Huh, didn't know the Ritchey could fit into an S&S case. I've heard that people don't usually get charged with the slightly oversized Ritchey case.

If I get the Ritchey, I'll probably go with GVH. thanks.


----------



## llama31 (Jan 13, 2006)

*well, I don't travel that much*



mortman said:


> Based on my experience, if you travel a "fair amount", I wouldn't go with either of those options. I have an S&S coupled bike, and I love it. The ride is great, it flies for free, and it's nice and compact. It also takes probably 45 minutes to disassemble or reassemble. I've heard people say they can do it in 20 minutes, and I haven't had much practice, but by the time I wrap all the tubes, break the cables, take off the handle bar, remove the cranks, drop the rear der, bundle everything up and squeeze it in the box its longer then 20 minutes. So, this is not something I would want to do if I traveled frequently, but it's fine for the two trips a year I tend to do.
> 
> I also traveled with my non-coupled bike using a triall3sports bike case (the "small" one). It still took over 30 minutes to pack, and the thing is friggin huge. You need an SUV or something with fold down seats to carry it around. The airline charged me $100 on my return trip (but not on my departure for some reason), and it just sucked pulling it around. Never again. There are smaller options such as the Trico, but it's still not something you'd want to drag on a plane every week.
> 
> ...


I think about 3 or 4 of my work trips each year would be worth bringing a bike along. Plus a couple vacations. So maybe 6 trips a year. Based on what I'm hearing so far, I may go S&S or the Ritchey, rather than a case for the regular bike. I want it to be convenient and cost effective enough that I will actually use it for this purpose.


----------



## bigpinkt (Jul 20, 2006)

llama31 said:


> Huh, didn't know the Ritchey could fit into an S&S case. I've heard that people don't usually get charged with the slightly oversized Ritchey case.
> .


What size frame are you? 

I think Richey has a new bag that is better then the old one


----------



## llama31 (Jan 13, 2006)

*56 or 58 for the Ritchey*



bigpinkt said:


> What size frame are you?
> 
> I think Richey has a new bag that is better then the old one


I'd have to look at the geometry closer. I usually ride a 56 or 57. For the Ritchey, it appears that the 58 might work best for me. Why?


----------



## merckxman (Jan 23, 2002)

*Transfers to connecting flights can be a problem*

Sometimes these fullsize cases don't make connecting flights as oversize get handled differently than normal luggage.

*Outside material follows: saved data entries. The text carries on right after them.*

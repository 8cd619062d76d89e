//! Identifiers and message envelopes exchanged over the relay.
use serde::{Deserialize, Serialize};
use std::fmt;
use uuid::Uuid;

use crate::{
    constants::{ROOM_ID_LENGTH, SYSTEM_END, SYSTEM_READY},
    Result,
};

const ROOM_ID_ALPHABET: &[u8] = b"abcdefghijklmnopqrstuvwxyz0123456789";

/// Identifier for a room pairing exactly two participants.
///
/// Either supplied by the first participant or generated by the
/// node that admits it.
#[derive(
    Debug, Clone, PartialEq, Eq, Hash, Serialize, Deserialize,
)]
#[serde(transparent)]
pub struct RoomId(String);

impl RoomId {
    /// Generate a short random room identifier.
    pub fn generate() -> Self {
        use rand::Rng;
        let mut rng = rand::thread_rng();
        let id = (0..ROOM_ID_LENGTH)
            .map(|_| {
                let index = rng.gen_range(0..ROOM_ID_ALPHABET.len());
                ROOM_ID_ALPHABET[index] as char
            })
            .collect();
        Self(id)
    }

    /// String slice of this room identifier.
    pub fn as_str(&self) -> &str {
        &self.0
    }
}

impl From<String> for RoomId {
    fn from(value: String) -> Self {
        Self(value)
    }
}

impl From<&str> for RoomId {
    fn from(value: &str) -> Self {
        Self(value.to_owned())
    }
}

impl fmt::Display for RoomId {
    fn fmt(&self, f: &mut fmt::Formatter<'_>) -> fmt::Result {
        write!(f, "{}", self.0)
    }
}

/// Identifier for a relay node process.
///
/// Unique per process instance; used as the registry membership
/// token and as the bus queue address.
#[derive(
    Debug,
    Clone,
    Copy,
    PartialEq,
    Eq,
    Hash,
    Serialize,
    Deserialize,
)]
#[serde(transparent)]
pub struct NodeId(Uuid);

impl NodeId {
    /// Create a new random node identifier.
    pub fn new() -> Self {
        Self(Uuid::new_v4())
    }
}

impl Default for NodeId {
    fn default() -> Self {
        Self::new()
    }
}

impl fmt::Display for NodeId {
    fn fmt(&self, f: &mut fmt::Formatter<'_>) -> fmt::Result {
        write!(f, "{}", self.0)
    }
}

/// Message envelope exchanged over the relayed channel.
///
/// Only the `system` variant is ever originated (or inspected) by
/// the relay; the other variants travel between the participants
/// as opaque payloads.
#[derive(Debug, Clone, PartialEq, Eq, Serialize, Deserialize)]
#[serde(tag = "type", rename_all = "camelCase")]
pub enum ClientMessage {
    /// Control signal from the relay to a client; either a ready
    /// or end signal or the room identifier announcement.
    System {
        /// The signal payload.
        message: String,
    },
    /// Key exchange payload, opaque to the relay.
    PublicKey {
        /// Base64 encoded compressed elliptic curve point.
        key: String,
    },
    /// Application payload, opaque to the relay.
    EncryptedMessage {
        /// JSON string containing a [SealedEnvelope].
        content: String,
    },
}

impl ClientMessage {
    /// System message announcing the room identifier to the
    /// first participant.
    pub fn room(room_id: &RoomId) -> Self {
        Self::System {
            message: room_id.to_string(),
        }
    }

    /// System message signalling the peer has joined.
    pub fn ready() -> Self {
        Self::System {
            message: SYSTEM_READY.to_owned(),
        }
    }

    /// System message signalling the peer has left.
    pub fn end() -> Self {
        Self::System {
            message: SYSTEM_END.to_owned(),
        }
    }
}

/// Envelope for a single authenticated encrypted message.
///
/// Each message carries its own nonce and authentication tag so
/// it can be decrypted independently of any other message.
#[derive(Debug, Clone, PartialEq, Eq, Serialize, Deserialize)]
#[serde(rename_all = "camelCase")]
pub struct SealedEnvelope {
    /// Base64 encoded nonce.
    pub iv: String,
    /// Base64 encoded ciphertext.
    pub encrypted_data: String,
    /// Base64 encoded authentication tag.
    pub auth_tag: String,
}

impl SealedEnvelope {
    /// Serialize this envelope to the JSON string carried in an
    /// encrypted message frame.
    pub fn to_content(&self) -> Result<String> {
        Ok(serde_json::to_string(self)?)
    }

    /// Deserialize an envelope from the content of an encrypted
    /// message frame.
    pub fn from_content(content: &str) -> Result<Self> {
        Ok(serde_json::from_str(content)?)
    }
}

/// Record forwarded over the cross-node bus when the two
/// participants of a room are hosted by different nodes.
#[derive(Debug, Clone, Serialize, Deserialize)]
#[serde(rename_all = "camelCase")]
pub struct BusMessage {
    /// Room the payload belongs to.
    pub room_id: RoomId,
    /// Verbatim client frame, opaque to the relay.
    pub payload: String,
}

#[cfg(test)]
mod tests {
    use super::*;
    use anyhow::Result;
    use serde_json::json;

    #[test]
    fn room_id_shape() {
        let id = RoomId::generate();
        assert_eq!(ROOM_ID_LENGTH, id.as_str().len());
        assert!(id
            .as_str()
            .bytes()
            .all(|b| ROOM_ID_ALPHABET.contains(&b)));
    }

    #[test]
    fn system_wire_format() -> Result<()> {
        let message = ClientMessage::ready();
        assert_eq!(
            json!({"type": "system", "message": "ready"}),
            serde_json::to_value(&message)?,
        );

        let message = ClientMessage::room(&"abc123".into());
        assert_eq!(
            json!({"type": "system", "message": "abc123"}),
            serde_json::to_value(&message)?,
        );
        Ok(())
    }

    #[test]
    fn public_key_wire_format() -> Result<()> {
        let message = ClientMessage::PublicKey {
            key: "AicK".to_owned(),
        };
        assert_eq!(
            json!({"type": "publicKey", "key": "AicK"}),
            serde_json::to_value(&message)?,
        );
        Ok(())
    }

    #[test]
    fn envelope_content_round_trip() -> Result<()> {
        let envelope = SealedEnvelope {
            iv: "aXY=".to_owned(),
            encrypted_data: "ZGF0YQ==".to_owned(),
            auth_tag: "dGFn".to_owned(),
        };
        let content = envelope.to_content()?;
        let value: serde_json::Value =
            serde_json::from_str(&content)?;
        assert_eq!("aXY=", value["iv"]);
        assert_eq!("ZGF0YQ==", value["encryptedData"]);
        assert_eq!("dGFn", value["authTag"]);
        assert_eq!(
            envelope,
            SealedEnvelope::from_content(&content)?
        );
        Ok(())
    }

    #[test]
    fn unknown_message_type_is_rejected() {
        let result = serde_json::from_str::<ClientMessage>(
            r#"{"type": "broadcast", "message": "hi"}"#,
        );
        assert!(result.is_err());
    }
}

The you can find yourself for several days without your bike. Can mess up a nice vacation.


----------



## oarsman (Nov 6, 2005)

*S&S or similar*

I would go with the couplings, especially if you are getting a new bike as opposed to retro-fitting an old one (which I did actually since I could not bring myself to buy another touring bike). Pricey to be sure, but for me the convenience factor (easier to get on planes, trains, in cabs etc) far outweighed the cost. And, with more and more airlines charging fees for bikes (even internationally) the cost will be paid for in just a few years. Another factor: weight. It is mighty tempting to fill up all the empty space in a full-size bike box with lots of stuff. You will go over the weight limit for sure (and that is now being enforced). Can't fit nearly as much stuff in a S&S case (which I think is a good thing). 

Depending on the size of the bike, you should consider self-extracting crank bolts because otherwise the bike just might not fit in the box. You will also need cable splitters and should consider one of those handy links that let you take apart a chain by hand. I also got a bunch of wrap to protect the tubes and compression struts. If you are flying in the US, I would also include some directions for packing so that if some zealous security type opens your box, he or she at least might consider putting the pieces back in carefully without damaging the bike.


----------



## ispoke (Feb 28, 2005)

*S+s, Ymmv*

We saw a pair of S+S bikes in '03 when we were following the TdF. I thought it was brilliant so when I finally ponied up for a custom touring frame, I got couplers. That said, I haven't flown with it yet (2+ years now). But I just got a corrugated plastic box similar to Crateworks (but 26x26x10") for ~$40.

As others have mentioned, it may take ~30 minutes to pack the bike in the box, so consider your intended usage and how to simplify. My next step is converting to SS/fixed so that I don't have to worry about gear cables, derailleur/dropout damage, or that long loose chain getting other stuff greasy during shipment.

I used to consider my frame a jewel and might have hesitated to pack it in a tiny box, but now it's relegated to commuting duty and I'd rather scratch it and use it. I may not take it on every business trip, but if I fly it once or twice a year I'm sure I'll be grinning from ear to ear...


----------